And the final issue that I would pick up more on the reducing emissions side, and in fact, it’s not reducing emissions, it’s how you get carbon dioxide out of the atmosphere. So carbon dioxide removal is something that’s going to need a lot more attention in the Working Group III domain. So science never sleeps. We have plenty work to do.
Bill Loveless: Yeah, yeah. You mentioned carbon dioxide removal, as I recall, there was a report done some years ago, wasn’t there? By the IPCC on carbon capture and sequestration. What were the motivations and expectations for an updated IPCC special report on CCS in this next cycle?
Jim Skea: Yeah, in this cycle, it’s not so much a special report as a methodology report about how you go on estimating the amount of carbon dioxide that’s been calculated. The last time that IPCC looked in that was actually back in 2006, and it was based on a special report that had been produced about a year before that on carbon capture and storage. I’ve taken a quick check of the literature and about 90% of the literature and knowledge on this has been created since that report came out. So I think we are in time. We need to do some more work and take a look at it again.
Because I think there’s just a growing realization at the moment that you can’t stop global warming just by renewable energy and efficiency. We need to reach that net-zero to stop global warming. And net-zero means you need to take some carbon dioxide out of the atmosphere to compensate for inevitable emissions in difficult hard to abate sectors. So that question of carbon dioxide removal has come to the fore a little. It has not received perhaps enough attention in the past.
Bill Loveless: You give a lot of thought to how these reports are communicated. I was reading remarks that you delivered to the Earth Summit held by the Times of London in October, and you said, “We have been challenged by governments and by others to produce reports that are more succinct and more readily understandable by non-specialist audiences.” It can be a challenge for the science community to bring to the public’s eye some of these very complicated topics. How do you go about doing that?
Jim Skea: Well, just to say I think this is a challenge that has been laid out for us by governments, they aspire to that. Personally, I don’t think it’s as easy as it sounds. It’s not just a case of writing fewer words. Because the fewer words you write, the more meaning is loaded into a smaller number of works, which makes it all the more difficult to reach agreement on them.

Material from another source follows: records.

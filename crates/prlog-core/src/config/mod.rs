//! Configuration system for prlog

pub mod defaults;
mod loader;
mod types;
pub mod validation;

pub use defaults::*;
pub use loader::*;
pub use types::*;
pub use validation::*;
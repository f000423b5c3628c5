//! Error types for prlog

use std::path::PathBuf;
use thiserror::Error;

/// Configuration-related errors
#[derive(Debug, Error)]
pub enum ConfigError {
    /// Configuration file not found
    #[error("Configuration file not found at {0}")]
    NotFound(PathBuf),

    /// Invalid configuration value
    #[error("Invalid configuration: {field} - {message}")]
    InvalidValue { field: String, message: String },

    /// A regular expression failed to compile
    #[error("Invalid regular expression for {field} '{pattern}': {message}")]
    InvalidPattern {
        field: String,
        pattern: String,
        message: String,
    },

    /// The "only since" cutoff could not be parsed
    #[error("Invalid date '{0}': expected YYYY-MM-DD or an RFC 3339 timestamp")]
    InvalidDate(String),

    /// Remote URL does not point at a GitHub repository
    #[error("Could not determine GitHub repository from remote URL '{0}'")]
    InvalidRemoteUrl(String),

    /// YAML parsing error
    #[error("YAML parsing error: {0}")]
    YamlError(#[from] serde_yaml::Error),

    /// TOML parsing error
    #[error("TOML parsing error: {0}")]
    TomlError(#[from] toml::de::Error),

    /// IO error
    #[error("IO error reading config: {0}")]
    Io(#[from] std::io::Error),
}

impl ConfigError {
    /// Shorthand for an [`ConfigError::InvalidValue`]
    pub fn invalid(field: impl Into<String>, message: impl Into<String>) -> Self {
        Self::InvalidValue {
            field: field.into(),
            message: message.into(),
        }
    }
}

/// Git-related errors
#[derive(Debug, Error)]
pub enum GitError {
    /// No repository at or above the path
    #[error("Not a git repository: {0}")]
    NotARepository(PathBuf),

    /// Repository has no work tree
    #[error("Bare repository at {0}; run prlog inside a checkout")]
    BareRepository(PathBuf),

    /// Failed to open repository
    #[error("Failed to open repository: {0}")]
    OpenFailed(String),

    /// Working directory is not clean
    #[error("Working directory has uncommitted changes")]
    DirtyWorkingDirectory,

    /// HEAD is not on the release branch
    #[error("Expected to be on branch '{expected}' but found {found}")]
    WrongBranch { expected: String, found: String },

    /// Local branch differs from its remote counterpart
    #[error("Local branch '{branch}' is not in sync with '{remote}/{branch}'")]
    OutOfDate { remote: String, branch: String },

    /// Failed to fetch
    #[error("Failed to fetch from remote: {0}")]
    FetchFailed(String),

    /// Remote not found
    #[error("Remote not found: {0}")]
    RemoteNotFound(String),

    /// Git2 library error
    #[error("Git error: {0}")]
    Git2(#[from] git2::Error),
}

/// Version-related errors
#[derive(Debug, Error)]
pub enum VersionError {
    /// Failed to parse version
    #[error("Invalid version number '{0}': {1}")]
    ParseFailed(String, String),

    /// Semver error
    #[error("Semver error: {0}")]
    Semver(#[from] semver::Error),
}
//! prlog - changelog generator for merged GitHub pull requests

mod cli;
mod exit_codes;

use clap::Parser;
use tracing_subscriber::{layer::SubscriberExt, util::SubscriberInitExt, EnvFilter, Layer};

use cli::{output, Cli};

fn main() {
    let cli = Cli::parse();
    let guard = init_tracing(cli.trace);

    let code = match cli.execute() {
        Ok(()) => exit_codes::SUCCESS,
        Err(err) => {
            if cli.trace {
                output::error(&format!("{:?}", err));
            } else {
                output::error(&format!("{:#}", err));
            }
            exit_codes::for_error(&err)
        }
    };

    // flush the file layer before exiting
    drop(guard);
    std::process::exit(code);
}

/// Set up tracing with two layers:
/// - Console: controlled by RUST_LOG (default: warn, debug with --trace)
/// - File: always debug-level JSON to ~/.prlog/logs/
fn init_tracing(trace: bool) -> Option<tracing_appender::non_blocking::WorkerGuard> {
    let default_level = if trace { "debug" } else { "warn" };
    let console_filter =
        EnvFilter::try_from_default_env().unwrap_or_else(|_| EnvFilter::new(default_level));

    let console_layer = tracing_subscriber::fmt::layer()
        .with_writer(std::io::stderr)
        .with_target(trace)
        .with_filter(console_filter);

    if let Some(log_dir) = log_directory() {
        let file_appender = tracing_appender::rolling::daily(&log_dir, "prlog.log");
        let (non_blocking, guard) = tracing_appender::non_blocking(file_appender);

        tracing_subscriber::registry()
            .with(console_layer)
            .with(
                tracing_subscriber::fmt::layer()
                    .json()
                    .with_writer(non_blocking)
                    .with_target(true)
                    .with_filter(EnvFilter::new("debug")),
            )
            .init();

        return Some(guard);
    }

    tracing_subscriber::registry().with(console_layer).init();

    None
}

/// Returns the log directory path, creating it if needed.
fn log_directory() -> Option<std::path::PathBuf> {
    let log_dir = dirs::home_dir()?.join(".prlog").join("logs");
    std::fs::create_dir_all(&log_dir).ok()?;
    Some(log_dir)
}
//! prlog Core - shared types for the prlog changelog generator
//!
//! This crate provides the error types, configuration schema and loading,
//! and the repository identifier used by every other prlog crate.

pub mod config;
pub mod error;
pub mod repo;
pub mod types;

pub use error::{ConfigError, GitError, VersionError};
pub use repo::RepoId;
pub use types::{validate_version, PullRequest};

So my personal view is we need to actually sit down and do a little bit of thinking on this is how we do it. I think IPCC is quite good, got quite good at the media, the social media side of communicating its reports. I think our bigger challenge is having more specialized messages for governments and particular stakeholder groups that need to take climate change action and get that done more concisely, more targeted. We’ve actually had in our budget for some time a proposal for an expert meeting on the science of science communication. I think we do the media bit pretty good now, I would like to repurpose that on how we communicate with policymakers and try out some ideas as to how you can construct messages in a more concise way. Because it isn’t that simple, when you get all these hundreds of scientists together it’s a major social process you need to manage in order to get them to make it more concisely. And I think that kind of challenge as well is a really important one.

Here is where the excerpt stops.